Contribution of socioeconomic factors to the variation in body-mass index in 58 low-income and middle-income countries: An econometric analysis of multilevel data
The Lancet Global Health Jun 26, 2018
Kim R, et al. - Researchers evaluated the extent to which basic socioeconomic factors contribute to variation in body-mass index (BMI) across different populations.

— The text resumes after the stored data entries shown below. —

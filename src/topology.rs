//! Static branch → section layout of the college.
//!
//! Only consulted when the live roster says nothing about a branch.

use crate::ids::{BranchId, SectionId};

const LAYOUT: [(u8, &[u8]); 7] = [
    (1, &[1, 2, 3]),
    (2, &[1, 2]),
    (3, &[1, 2]),
    (4, &[1]),
    (5, &[1]),
    (6, &[1]),
    (7, &[1]),
];

/// Sections a branch is known to run, ascending and never empty.
pub fn sections_for(branch: BranchId) -> Vec<SectionId> {
    let sections: Vec<SectionId> = LAYOUT
        .iter()
        .find(|(id, _)| *id == branch.get())
        .map(|(_, sections)| {
            sections
                .iter()
                .filter_map(|&s| SectionId::new(s).ok())
                .collect()
        })
        .unwrap_or_default();

    if sections.is_empty() {
        vec![SectionId::FIRST]
    } else {
        sections
    }
}

/// Whether `section` exists in `branch` according to the static layout.
pub fn allows(branch: BranchId, section: SectionId) -> bool {
    sections_for(branch).contains(&section)
}

#[cfg(test)]
mod tests {
    use super::*;

    #[test]
    fn every_branch_has_sections() {
        for branch in BranchId::all() {
            assert!(!sections_for(branch).is_empty(), "branch {branch} has no sections");
        }
    }

    #[test]
    fn cse_runs_three_sections_and_small_branches_one() {
        let cse = BranchId::new(1).unwrap();
        assert_eq!(sections_for(cse).len(), 3);
        let civil = BranchId::new(6).unwrap();
        assert_eq!(sections_for(civil), vec![SectionId::FIRST]);
        assert!(!allows(civil, SectionId::new(2).unwrap()));
    }
}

They noted an important inter-relation in the inferential questions that target within and between populations and must be considered simultaneously; As seen on variance decomposition in BMI and explanation by socioeconomic factors at population and individual levels.
Methods
- Authors pooled data from the cross-sectional Demographic and Health Surveys (2005-16) for 15-49 year old women with complete data for anthropometric measures in 58 low-income and middle-income countries (LMICs).
- The estimates from multilevel variance component models for BMI were compared before and after adjusting for age and socioeconomic factors (place of residence, education, household wealth, and marital status).
- Three levels were included at the hierarchical structure of the sample with women at level 1, communities at level 2, and countries at level 3.
- BMI was the primary outcome.
- Using the 2002-03 World Health Surveys, a sensitivity analysis was done.
Results
- As per data, out of 1,212,758 women nested within 64,764 communities and 58 countries, they found that most unexplained variation for BMI was attributed to between-individual differences (80%) and the remaining was between-population differences (14% for countries and 6% for communities).
- A large proportion of between-population variance in BMI (14·8% for countries and 47·1% for communities) was explained by socioeconomic factors, but only about 2% of interindividual variance.
- Findings suggested that substantial variation was found in the country-specific models in the magnitude of between-individual differences (variance estimates ranging from 7·6 to 31·4, or 86·0–98·6% of the total variation) and the proportion explained by socioeconomic factors (0·1–6·4%).
- Results demonstrated consistent apperaence of the disproportionately large unexplained between-individual variance in BMI in additional analyses including more comprehensive set of predictor variables, both men and women, and populations from low-income and high-income countries.